Franco, Israel y los Judios - Raanan Rein

En espagnol, Franco, Israël et les juifs
1996, Éditions du CSIC, Medinacelli 6
Madrid
348 pages

ISBN 84 00 07604 4

Cet ouvrage précédé d’une belle et intelligente introduction de Shlomo Ben Ami, ancien ambassadeur d’Israël en Espagne et ancien ministre, est le résultat du travail de l’historien Raanan Rein qui est déjà l’auteur d’un ouvrage sur les relations hispano-argentines sous les gouvernements de Franco et Perón. Le titre de l’ouvrage pouvait laisser entendre qu’il s’agissait en partie des relations des juifs et de Franco pendant la deuxième guerre mondiale, alors qu'il s’agit presque en totalité d’un parcours des relations ou de l’absence de relations diplomatiques entre Israël et l’Espagne de 1948 à 1975, date de la mort de Franco.

Les titres des 5 chapitres sont bien éloquents :

Le refus israélien (1948-1949), à l’ombre de l’Holocauste et de l’Inquisition, les raisons de l’hostilité israélienne et ses justifications, le début du changement de la politique israélienne (1950-1952), une initiative israélienne (1953-1956), l’hostilité espagnole (1956-1975) et enfin l’épilogue, le difficile chemin des relations diplomatiques (1976-1986). Que nous apporte ce livre ? Eh bien, un nouveau regard sur l’Espagne de Franco et aussi un nouvel éclairage de la vie ou survie des communautés juives en Espagne entre 1948 et 1986 car bien évidemment la politique espagnole vis-à-vis d’Israël avait toujours ses conséquences sur la vie intérieure du pays.

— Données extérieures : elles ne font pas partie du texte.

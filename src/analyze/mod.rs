//! Two-pass analysis of input files into capture records.
//!
//! Pass 1 runs the classifier's declaration step over every batch of every
//! input in the run, so the symbol table is complete before pass 2 classifies
//! anything. Pass 2 writes one capture file per input, followed by its
//! metrics line, and persists the symbols that input declared.

pub mod batch;
pub mod classifier;
pub mod import;
pub mod token_cursor;

use std::path::{Path, PathBuf};

use anyhow::Result;
use tracing::{debug, info, warn};

use crate::capture::{CaptureRecord, CaptureWriter, MetricsLine, ReportLayout};
use crate::config::CompassConfig;
use crate::error::CompassError;
use crate::names::NameResolver;
use crate::symtab::{load_symbol_table, save_symbol_table, SymbolFileHeader, SymbolTable};

pub use batch::{decode_input, read_input, split_batches, Batch, DecodedInput};
pub use classifier::{
    AnalysisScope, BatchOutcome, Classifier, Construct, EmittedConstruct, RuleClassifier,
};
pub use import::{read_import, read_import_header, write_import, ImportHeader};

/// One input file and the application it belongs to.
#[derive(Debug, Clone, PartialEq, Eq)]
pub struct InputFile {
    pub path: PathBuf,
    pub app: String,
}

impl InputFile {
    pub fn new(path: impl Into<PathBuf>, app: &str) -> Self {
        Self {
            path: path.into(),
            app: app.to_string(),
        }
    }
}

/// Totals of one analysis run.
#[derive(Debug, Clone, Default, PartialEq, Eq)]
pub struct AnalysisSummary {
    pub files: usize,
    pub batches: u32,
    pub error_batches: u32,
    pub lines: u32,
    pub records: usize,
}

/// An input ready for both passes.
struct PendingInput {
    header: ImportHeader,
    text: String,
    /// Symbols declared by this input
    declared: SymbolTable,
}

/// Analysis state for one report: the merged symbol table, the name
/// resolver and the classifier.
pub struct AnalysisSession<C: Classifier = RuleClassifier> {
    layout: ReportLayout,
    config: CompassConfig,
    classifier: C,
    resolver: NameResolver,
    symbols: SymbolTable,
}

impl AnalysisSession<RuleClassifier> {
    /// Open a session with the reference classifier.
    pub fn open(layout: ReportLayout, config: CompassConfig) -> Result<Self> {
        Self::with_classifier(layout, config, RuleClassifier::new())
    }
}

impl<C: Classifier> AnalysisSession<C> {
    /// Open a session, creating the report directories and merging every
    /// persisted symbol table of the report.
    pub fn with_classifier(layout: ReportLayout, config: CompassConfig, classifier: C) -> Result<Self> {
        layout.ensure_dirs()?;
        let mut symbols = SymbolTable::new();
        for path in layout.symtab_files()? {
            let count = load_symbol_table(&mut symbols, &path)?;
            debug!(path = %path.display(), entries = count, "loaded symbol table");
        }
        Ok(Self {
            layout,
            config,
            classifier,
            resolver: NameResolver::new(),
            symbols,
        })
    }

    pub fn layout(&self) -> &ReportLayout {
        &self.layout
    }

    pub fn symbols(&self) -> &SymbolTable {
        &self.symbols
    }

    /// Import and analyze one input file.
    pub fn analyze_file(&mut self, path: &Path, app: &str) -> Result<AnalysisSummary> {
        self.analyze_files(&[InputFile::new(path, app)], false)
    }

    /// Import and analyze input files together.
    ///
    /// An input already imported for the same application is an error
    /// unless `replace` is set.
    ///
    /// Every input is read and checked before any imported copy is written,
    /// so a failing input leaves the report unchanged.
    pub fn analyze_files(&mut self, inputs: &[InputFile], replace: bool) -> Result<AnalysisSummary> {
        let mut pending: Vec<PendingInput> = Vec::with_capacity(inputs.len());
        for input in inputs {
            let prepared = self.prepare_import(input, replace)?;
            // Both would be stored under the same imported copy
            let clash = pending.iter().any(|p| {
                p.header.app == prepared.header.app
                    && p.header.src_file() == prepared.header.src_file()
            });
            if clash {
                return Err(CompassError::AlreadyImported {
                    path: input.path.clone(),
                    app: input.app.clone(),
                }
                .into());
            }
            pending.push(prepared);
        }
        for input in &pending {
            self.store_import(input)?;
        }
        self.run(pending)
    }

    /// Re-run analysis of every imported copy, rebuilding capture files and
    /// symbol tables from scratch.
    pub fn reanalyze(&mut self) -> Result<AnalysisSummary> {
        self.layout.wipe_for_reanalysis()?;
        self.symbols = SymbolTable::new();

        let mut pending = Vec::new();
        for path in self.layout.import_files()? {
            let (header, text) = read_import(&path)?;
            debug!(path = %path.display(), app = %header.app, "re-reading imported input");
            pending.push(PendingInput {
                header,
                text,
                declared: SymbolTable::new(),
            });
        }
        self.run(pending)
    }

    // ========================================================================
    // Import
    // ========================================================================

    /// Read and decode an input, failing if it was imported before.
    fn prepare_import(&self, input: &InputFile, replace: bool) -> Result<PendingInput> {
        let decoded = read_input(&input.path)?;
        let input_path = input.path.display().to_string();
        let header = ImportHeader {
            input_path,
            app: input.app.clone(),
            encoding: decoded.encoding,
            batches: split_batches(&decoded.text).len() as u32,
            lines: decoded.text.lines().count() as u32,
            read_at: chrono::Local::now().format("%d-%b-%Y %H:%M:%S").to_string(),
        };

        let target = self.layout.import_file(&header.src_file(), &input.app);
        if target.exists() && !replace {
            return Err(CompassError::AlreadyImported {
                path: input.path.clone(),
                app: input.app.clone(),
            }
            .into());
        }

        Ok(PendingInput {
            header,
            text: decoded.text,
            declared: SymbolTable::new(),
        })
    }

    fn store_import(&self, input: &PendingInput) -> Result<()> {
        let header = &input.header;
        let target = self.layout.import_file(&header.src_file(), &header.app);
        write_import(&target, header, &input.text)?;
        info!(
            input = %header.input_path,
            app = %header.app,
            encoding = %header.encoding,
            batches = header.batches,
            lines = header.lines,
            "imported input file"
        );
        Ok(())
    }

    // ========================================================================
    // Passes
    // ========================================================================

    fn run(&mut self, mut pending: Vec<PendingInput>) -> Result<AnalysisSummary> {
        for input in &mut pending {
            self.declare_input(input);
        }

        let mut summary = AnalysisSummary::default();
        for input in &mut pending {
            let (records, error_batches) = self.classify_input(input)?;
            summary.files += 1;
            summary.batches += input.header.batches;
            summary.error_batches += error_batches;
            summary.lines += input.header.lines;
            summary.records += records;
        }

        info!(
            files = summary.files,
            batches = summary.batches,
            errors = summary.error_batches,
            records = summary.records,
            "analysis complete"
        );
        let normalizer = self.resolver.normalizer();
        debug!(
            attempts = normalizer.attempts(),
            hits = normalizer.hits(),
            cached = normalizer.cache_len(),
            "name normalization cache"
        );
        Ok(summary)
    }

    fn reset_resolver(&mut self) {
        self.resolver.set_current_database("");
        self.resolver.clear_context();
    }

    fn declare_input(&mut self, input: &mut PendingInput) {
        self.reset_resolver();
        for batch in split_batches(&input.text) {
            self.resolver.clear_context();
            let mut scope = AnalysisScope::new(
                &mut self.resolver,
                &mut self.symbols,
                &mut input.declared,
                &self.config,
            );
            if let BatchOutcome::SyntaxError(message) = self.classifier.declare(&batch, &mut scope) {
                debug!(file = %input.header.src_file(), batch = batch.nr, %message, "skipped batch in pass 1");
            }
        }
    }

    /// Returns the number of records written and of batches with errors.
    fn classify_input(&mut self, input: &mut PendingInput) -> Result<(usize, u32)> {
        let src_file = input.header.src_file();
        let app = input.header.app.clone();
        let mut writer = CaptureWriter::create(
            &self.layout.capture_file(&src_file, &app),
            self.layout.report_name(),
            &self.config.target_version,
        )?;

        self.reset_resolver();
        let mut error_batches = 0u32;
        for batch in split_batches(&input.text) {
            self.resolver.clear_context();
            let mut scope = AnalysisScope::new(
                &mut self.resolver,
                &mut self.symbols,
                &mut input.declared,
                &self.config,
            );
            match self.classifier.classify(&batch, &mut scope) {
                BatchOutcome::Ok => {
                    for emitted in scope.into_emitted() {
                        writer.append(&to_record(emitted, &batch, &src_file, &app))?;
                    }
                }
                BatchOutcome::SyntaxError(message) => {
                    error_batches += 1;
                    warn!(file = %src_file, batch = batch.nr, line = batch.start_line, %message, "syntax error");
                    writer.write_comment(&format!(
                        "Syntax error in batch {} starting at line {}: {}",
                        batch.nr, batch.start_line, message
                    ))?;
                }
            }
        }

        writer.write_metrics(&MetricsLine {
            src_file: src_file.clone(),
            app_name: app.clone(),
            nr_batches: input.header.batches,
            nr_error_batches: error_batches,
            nr_lines: input.header.lines,
        })?;
        let records = writer.finish()?;

        save_symbol_table(
            &input.declared,
            &self.layout.symtab_file(&src_file, &app),
            &SymbolFileHeader {
                report: self.layout.report_name(),
                app: &app,
                input: &input.header.input_path,
            },
        )?;

        info!(file = %src_file, app = %app, records, error_batches, "analyzed input file");
        Ok((records, error_batches))
    }
}

fn to_record(emitted: EmittedConstruct, batch: &Batch<'_>, src_file: &str, app: &str) -> CaptureRecord {
    let EmittedConstruct {
        construct,
        context,
        sub_context,
    } = emitted;
    CaptureRecord {
        item: construct.item,
        item_detail: construct.item_detail,
        feature_group: construct.feature_group,
        status: construct.status,
        line_nr: construct.line_nr,
        app_name: app.to_string(),
        src_file: src_file.to_string(),
        batch_nr: batch.nr,
        line_nr_in_file: batch.start_line,
        context,
        sub_context,
        misc: construct.misc,
    }
}
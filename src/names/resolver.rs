//! Multi-part name resolution against the ambient analysis context.

use super::normalizer::{NormalizeOptions, Normalizer};

/// Context label used outside any object definition.
pub const BATCH_CONTEXT: &str = "T-SQL batch";

/// Default schema for names without one.
pub const DEFAULT_SCHEMA: &str = "DBO";

/// The object whose body is currently being analyzed.
#[derive(Debug, Clone, PartialEq, Eq)]
pub struct ObjectContext {
    /// Object kind, e.g. `PROCEDURE`
    pub object_type: String,
    /// Resolved object name
    pub name: String,
}

impl ObjectContext {
    /// Label written to the `context` column of capture records.
    pub fn label(&self) -> String {
        format!("{} {}", self.object_type, self.name)
    }
}

/// Resolves partially-qualified names to canonical `[server.]db.schema.object` keys.
#[derive(Debug, Default)]
pub struct NameResolver {
    normalizer: Normalizer,
    current_database: String,
    context: Option<ObjectContext>,
    sub_context: Option<ObjectContext>,
}

impl NameResolver {
    pub fn new() -> Self {
        Self::default()
    }

    pub fn normalizer(&mut self) -> &mut Normalizer {
        &mut self.normalizer
    }

    // ========================================================================
    // Ambient context
    // ========================================================================

    /// Apply a `USE <db>` statement.
    pub fn set_current_database(&mut self, database: &str) {
        self.current_database = self
            .normalizer
            .normalize(database, NormalizeOptions::default())
            .to_uppercase();
    }

    pub fn current_database(&self) -> &str {
        &self.current_database
    }

    /// Enter the body of an object definition.
    ///
    /// A TABLE opened while another object is active (e.g. a table variable
    /// or table-valued return inside a function) becomes the sub-context
    /// instead of replacing the enclosing object.
    pub fn set_context(&mut self, object_type: &str, name: &str) {
        let object_type = object_type.to_uppercase();
        if object_type == "TABLE" && self.context.is_some() {
            let name = self.resolve_name(name);
            self.sub_context = Some(ObjectContext { object_type, name });
            return;
        }
        // Resolve against the enclosing batch, not a previous object
        self.context = None;
        self.sub_context = None;
        let name = self.resolve_name(name);
        self.context = Some(ObjectContext { object_type, name });
    }

    /// Leave any object definition; subsequent records belong to the batch.
    pub fn clear_context(&mut self) {
        self.context = None;
        self.sub_context = None;
    }

    pub fn reset_sub_context(&mut self) {
        self.sub_context = None;
    }

    pub fn context(&self) -> Option<&ObjectContext> {
        self.context.as_ref()
    }

    /// Label of the current context, or [`BATCH_CONTEXT`].
    pub fn context_label(&self) -> String {
        self.context
            .as_ref()
            .map(ObjectContext::label)
            .unwrap_or_else(|| BATCH_CONTEXT.to_string())
    }

    /// Label of the current sub-context, empty when there is none.
    pub fn sub_context_label(&self) -> String {
        self.sub_context
            .as_ref()
            .map(ObjectContext::label)
            .unwrap_or_default()
    }

    // ========================================================================
    // Resolution
    // ========================================================================

    /// Resolve a name to its fully-qualified uppercase form.
    ///
    /// Temp names (leading `#`) are only normalized and uppercased. For other names a
    /// missing schema is taken from the enclosing object, else `DBO`, and a
    /// missing database is the current database, which may be empty.
    /// Resolving an already-resolved name returns it unchanged.
    pub fn resolve_name(&mut self, name: &str) -> String {
        let upper = self
            .normalizer
            .normalize(name, NormalizeOptions::default())
            .to_uppercase();
        if upper.starts_with('#') || upper.is_empty() {
            return upper;
        }

        let mut parts: Vec<&str> = upper.split('.').collect();
        if parts.len() > 4 {
            return upper;
        }
        while parts.len() < 3 {
            parts.insert(0, "");
        }

        let n = parts.len();
        let schema = if parts[n - 2].is_empty() {
            self.context_schema()
        } else {
            parts[n - 2].to_string()
        };
        let database = if parts[n - 3].is_empty() {
            self.current_database.clone()
        } else {
            parts[n - 3].to_string()
        };

        let mut resolved = String::with_capacity(upper.len() + database.len() + schema.len() + 2);
        if n == 4 {
            resolved.push_str(parts[0]);
            resolved.push('.');
        }
        resolved.push_str(&database);
        resolved.push('.');
        resolved.push_str(&schema);
        resolved.push('.');
        resolved.push_str(parts[n - 1]);
        resolved
    }

    /// Normalize and uppercase a datatype name.
    pub fn normalize_datatype(&mut self, name: &str) -> String {
        self.normalizer
            .normalize(name, NormalizeOptions::DATATYPE)
            .to_uppercase()
    }

    fn context_schema(&self) -> String {
        self.context
            .as_ref()
            .map(|ctx| schema_part(&ctx.name))
            .filter(|schema| !schema.is_empty())
            .map(str::to_string)
            .unwrap_or_else(|| DEFAULT_SCHEMA.to_string())
    }
}

// ============================================================================
// Part extraction
// ============================================================================

fn part_from_right(name: &str, index: usize) -> &str {
    name.rsplit('.').nth(index).unwrap_or("")
}

/// Object part of a dotted name.
pub fn object_part(name: &str) -> &str {
    part_from_right(name, 0)
}

/// Schema part of a dotted name, empty if absent.
pub fn schema_part(name: &str) -> &str {
    part_from_right(name, 1)
}

/// Database part of a dotted name, empty if absent.
pub fn database_part(name: &str) -> &str {
    part_from_right(name, 2)
}

/// Server part of a dotted name, empty if absent.
pub fn server_part(name: &str) -> &str {
    part_from_right(name, 3)
}

#[cfg(test)]
mod tests {
    use super::*;

    #[test]
    fn test_resolve_with_current_database() {
        let mut resolver = NameResolver::new();
        resolver.set_current_database("DB1");
        assert_eq!(resolver.resolve_name("tbl"), "DB1.DBO.TBL");
        assert_eq!(resolver.resolve_name("sales.tbl"), "DB1.SALES.TBL");
        assert_eq!(resolver.resolve_name("db2..tbl"), "DB2.DBO.TBL");
        assert_eq!(resolver.resolve_name("srv.db2.s.tbl"), "SRV.DB2.S.TBL");
    }

    #[test]
    fn test_resolve_without_current_database() {
        let mut resolver = NameResolver::new();
        assert_eq!(resolver.resolve_name("t"), ".DBO.T");
    }

    #[test]
    fn test_temp_names_not_qualified() {
        let mut resolver = NameResolver::new();
        resolver.set_current_database("db1");
        resolver.set_context("PROCEDURE", "sales.p1");
        assert_eq!(resolver.resolve_name("#t"), "#T");
        assert_eq!(resolver.resolve_name("dbo.#t"), "#T");
        assert_eq!(resolver.resolve_name("#Work"), resolver.resolve_name("#WORK"));
    }

    #[test]
    fn test_schema_from_object_context() {
        let mut resolver = NameResolver::new();
        resolver.set_current_database("db1");
        resolver.set_context("PROCEDURE", "sales.p1");
        assert_eq!(resolver.context_label(), "PROCEDURE DB1.SALES.P1");
        assert_eq!(resolver.resolve_name("t"), "DB1.SALES.T");
        resolver.clear_context();
        assert_eq!(resolver.context_label(), BATCH_CONTEXT);
        assert_eq!(resolver.resolve_name("t"), "DB1.DBO.T");
    }

    #[test]
    fn test_table_inside_object_is_sub_context() {
        let mut resolver = NameResolver::new();
        resolver.set_context("FUNCTION", "f1");
        resolver.set_context("TABLE", "@result");
        assert_eq!(resolver.context_label(), "FUNCTION .DBO.F1");
        assert_eq!(resolver.sub_context_label(), "TABLE .DBO.@RESULT");
        resolver.reset_sub_context();
        assert_eq!(resolver.sub_context_label(), "");
    }

    #[test]
    fn test_resolve_is_idempotent() {
        let mut resolver = NameResolver::new();
        resolver.set_current_database("db1");
        for name in ["t", "[s].[t]", "db2..t", "#t", "[a.b].t"] {
            let once = resolver.resolve_name(name);
            assert_eq!(resolver.resolve_name(&once), once, "name {:?}", name);
        }
    }

    #[test]
    fn test_part_extraction() {
        assert_eq!(object_part("SRV.DB.S.T"), "T");
        assert_eq!(schema_part("SRV.DB.S.T"), "S");
        assert_eq!(database_part("SRV.DB.S.T"), "DB");
        assert_eq!(server_part("SRV.DB.S.T"), "SRV");
        assert_eq!(schema_part("T"), "");
    }
}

En 1948, au moment de sa déclaration d’Indépendance, dans les conditions que nous connaissons bien, le jeune État est vraiment courtisé par le gouvernement de l’Espagne républicaine en exil et par celui de Franco. Raanan Rein explique bien qu’entre 1949 et 1950 Franco cherche à tout prix le contact avec Israël pour une reconnaissance internationale qui lui manque tellement. Quatre tentatives seront effectuées :

• Rencontre informelle dans de nombreuses capitales dans le monde entre diplomates espagnols et leurs homologues israéliens.

• Pressions auprès des communautés juives du Maroc espagnol et d’Espagne pour qu’elles réclament le reconnaissance de l’Espagne par Israël.

• Nomination d’un consul général espagnol pro-israélien à Jérusalem en la personne du Duc de Terranova.

• Envoi d’un émissaire spécial en avril 1949 à Tel Aviv pour y rencontrer Walter Eytan, Ministre des Affaires Étrangères.

De plus diverses tentatives sont faites depuis Washington, Paris et Madrid pour faire fléchir Tel Aviv. En particulier on y voit le rôle joué par Daniel François Barukh, président de la petite communauté juive madrilène qui n’hésite pas à suggérer à Tel Aviv l’envoi d’un consul israélien séfardite… conseil que suivront les autorités israéliennes quelques années plus tard en promouvant un Séfardite, Samuel Haddas, ambassadeur officieux puis en nommant Shlomo Ben Ami, né à Tanger, de langue espagnole et de culture séfardite, ambassadeur en titre.

On comprend maintenant que les ouvertures des synagogues de Madrid en 1949 et de Barcelone à peu près à la même époque correspondaient à cette tentative de reconnaissance.

Bien entendu ce souhait de Franco de se faire reconnaître s’explique par le fait que le gouvernement de la République en exil était lui aussi demandeur et soutenu par bon nombre d’Américains ou d’Israéliens qui avaient combattu dans les brigades internationales.

Un bon livre bien documenté qui nous ouvre de nouvelles perspectives.